In the listing that follows, copy out each line that includes the word "String".

⁂

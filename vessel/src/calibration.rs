use measurements::{Length, Volume};
use thiserror::Error;

use crate::tank::Tank;

#[derive(Debug, Clone, PartialEq, Error)]
pub enum CalibrationError {
  #[error("reference level must be a positive length, got {0} mm")]
  InvalidLevel(f64),
  #[error("reference volume must be a positive volume, got {0} m³")]
  InvalidVolume(f64),
}

/// Conversion between fill height and contained volume of a single tank,
/// derived from one known (level, volume) reference pair.
#[derive(Debug, Clone, Copy, PartialEq)]
pub struct Calibration {
  reference_level: Length,
  reference_volume: Volume,
}

impl Calibration {
  pub fn new(reference_level: Length, reference_volume: Volume) -> Result<Self, CalibrationError> {
    let millimeters = reference_level.as_millimeters();
    if !millimeters.is_finite() || millimeters <= 0.0 {
      return Err(CalibrationError::InvalidLevel(millimeters))
    }

    let cubic_meters = reference_volume.as_cubic_meters();
    if !cubic_meters.is_finite() || cubic_meters <= 0.0 {
      return Err(CalibrationError::InvalidVolume(cubic_meters))
    }

    Ok(Self { reference_level, reference_volume })
  }

  /// Uses the full tank as the reference pair.
  pub fn from_tank<T: Tank>(tank: &T) -> Result<Self, CalibrationError> {
    Self::new(tank.height(), tank.volume())
  }

  pub fn reference_level(&self) -> Length {
    self.reference_level
  }

  pub fn reference_volume(&self) -> Volume {
    self.reference_volume
  }

  /// Millimeters of level per cubic meter of volume.
  pub fn ratio(&self) -> f64 {
    self.reference_level.as_millimeters() / self.reference_volume.as_cubic_meters()
  }
}

/// A named tank calibration.
#[derive(Debug, Clone, PartialEq)]
pub struct TankProfile {
  pub name: String,
  pub calibration: Calibration,
}

impl TankProfile {
  pub fn new(name: impl Into<String>, calibration: Calibration) -> Self {
    Self { name: name.into(), calibration }
  }
}
impl<T: Pod, A: Allocator> Writer<'_, T, A> {
  /// Appends an element.
  ///
  /// Lock-free: the call never blocks, it retries until it claims a slot,
  /// extending the chain when every segment is full.
  ///
  /// Elements appended by different calls are not ordered relative to each other.
  #[inline]
  pub fn add_concurrent(&self, val: T) -> Result<(), Error> {
    self.chain.add_concurrent(val)
  }

  /// Appends every element of `vals`.
  ///
  /// Each contiguous run placed into one segment keeps the order of `vals`,
  /// but the runs may be spread over several segments, and under contention
  /// those segments are not necessarily consecutive.
  ///
  /// On allocation failure, the elements placed before the failure stay in the chain.
  #[inline]
  pub fn add_range_concurrent(&self, vals: &[T]) -> Result<(), Error> {
    self.chain.add_range_concurrent(vals)
  }
}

⁂

# [Result of the exercise]
  pub name: String,
  pub fn new(name: impl Into<String>, calibration: Calibration) -> Self {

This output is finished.